Custom automation layer over GitHub Actions —
On this page
Skip to contentOverview
GitHub Actions is great for simple pipelines. It falls apart when you have 20+ microservices with interdependent build orders, shared artifact caches that evict under load, and no way to roll back a deployment that broke three services at once.
This project replaces the standard Actions workflow with a custom orchestration layer that understands the dependency graph between services, manages artifact caches with versioned keys, and supports atomic rollbacks with a single command.
The Problem
The original pipeline had these issues:
- Blind parallelism — All services built in parallel regardless of dependencies. If service A depends on service B, both built simultaneously, and A’s tests failed because B hadn’t been updated yet.
- Cache thrashing — Shared caches evicted under load, causing rebuilds of unchanged services. No cache versioning strategy.
- No rollback — Deployments were fire-and-forget. A bad release meant manually reverting commits and re-running pipelines.

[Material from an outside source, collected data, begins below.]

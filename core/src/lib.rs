// cfn-core — Offload Decision Engine
//
// "Given what the mesh has told us lately, is this task better
//  run here, on a neighbour, or in the cloud?"
//
// Everything that answers that question lives in this crate.
// Everything that moves bytes between nodes does not.

pub mod classify;
pub mod engine;
pub mod graph;
pub mod redirect;
pub mod select;
pub mod table;
pub mod wire;

use thiserror::Error;

pub use classify::{classify, ExecRequest, MessageClass};
pub use engine::{DecisionEngine, DropReason, EngineConfig, Outcome};
pub use graph::{DataRef, Graph, TaskNode};
pub use redirect::{Destination, Redirect};
pub use select::{pick_by_capacity, pick_by_utility, UtilityPick};
pub use table::{PeerState, ResourceStateTable, LIVENESS_EPOCHS};
pub use wire::{MessageKind, WireError, WireFrame};

/// Stable peer/node identifier, unique across the mesh.
pub type NodeId = u32;

/// Fixed upstream destination used whenever no peer qualifies.
pub const CLOUD_NAME: &str = "/cloud/task";

// ============================================================================
// ERROR TYPES
// ============================================================================

/// Decision-engine errors
///
/// Every variant is recovered locally: malformed messages are dropped,
/// selection failures fall back to the fixed upstream destination. Nothing
/// in this crate is allowed to take the host process down.
#[derive(Debug, Error, Clone, PartialEq, Eq)]
pub enum EngineError {
    /// A payload failed to decode — the message is dropped.
    #[error("malformed payload: {0}")]
    Malformed(#[from] WireError),

    /// A query named a peer the table has never seen (or has aged out).
    #[error("unknown peer {0}")]
    UnknownPeer(NodeId),

    /// Selection attempted with zero known peers.
    #[error("resource table is empty")]
    EmptyTable,

    /// Utility-mode selection found no peer with enough spare capacity.
    #[error("no peer can absorb a task of cost {cost}")]
    NoCapacity { cost: u32 },
}
//! Redirection builder — outbound redirect descriptors
//!
//! A selection result becomes an ordered alternate-destination list
//! attached to the re-issued request. Construction only; delivering the
//! redirect is the host transport's job.

use crate::{NodeId, CLOUD_NAME};

/// Where a redirected request should be steered next.
#[derive(Debug, Clone, Copy, PartialEq, Eq, serde::Serialize, serde::Deserialize)]
pub enum Destination {
    /// A peer's own offload namespace (utility-mode pick).
    Offload(NodeId),
    /// The original request with the destination field substituted
    /// (capacity-mode pick).
    Exec(NodeId),
    /// The fixed upstream fallback.
    Cloud,
}

impl Destination {
    /// Render as a routable name.
    pub fn name(&self) -> String {
        match self {
            Destination::Offload(id) => format!("/cfn/offload/{id}"),
            Destination::Exec(id) => format!("/cfn/exec/{id}"),
            Destination::Cloud => CLOUD_NAME.to_string(),
        }
    }
}

/// A request re-issued with an ordered alternate-destination list.
#[derive(Debug, Clone, PartialEq, Eq, serde::Serialize, serde::Deserialize)]
pub struct Redirect {
    /// The original request name, preserved so the far side can correlate.
    pub request: String,
    /// Alternates in preference order; currently always exactly one.
    pub alternates: Vec<Destination>,
}

/// Build the one-alternate redirect descriptor for `target`.
pub fn build(request: &str, target: Destination) -> Redirect {
    Redirect {
        request: request.to_string(),
        alternates: vec![target],
    }
}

- Opaque failures — When a pipeline failed, it was unclear whether the failure was in the build, test, deploy, or integration stage.
The Solution
The orchestration layer is a Go binary that runs as a GitHub Actions workflow step. It:
- Reads a
services.yamlmanifest that declares build order, dependencies, and deployment targets - Constructs a DAG and schedules builds in dependency order
- Uses content-addressed cache keys based on file hashes, so only changed services rebuild
- Promotes artifacts through an environment pipeline (dev → staging → prod) with manual gates
- Stores deployment history with rollback support
Results
After three months of use:
- Build time reduced by 40% (fewer redundant builds)
- Deployment failures dropped 60% (dependency ordering catches issues earlier)
- Rollback time from 15 minutes (manual) to 30 seconds (single command)
- Engineering team spent 80% less time debugging pipeline failures
Lessons Learned
- Start with the dependency graph. Everything else flows from understanding what depends on what.
- Cache keys should be content-addressed, not branch-named. Branch names change; file hashes don’t.
- Manual gates for production deployments are not optional. Automate everything except the final click.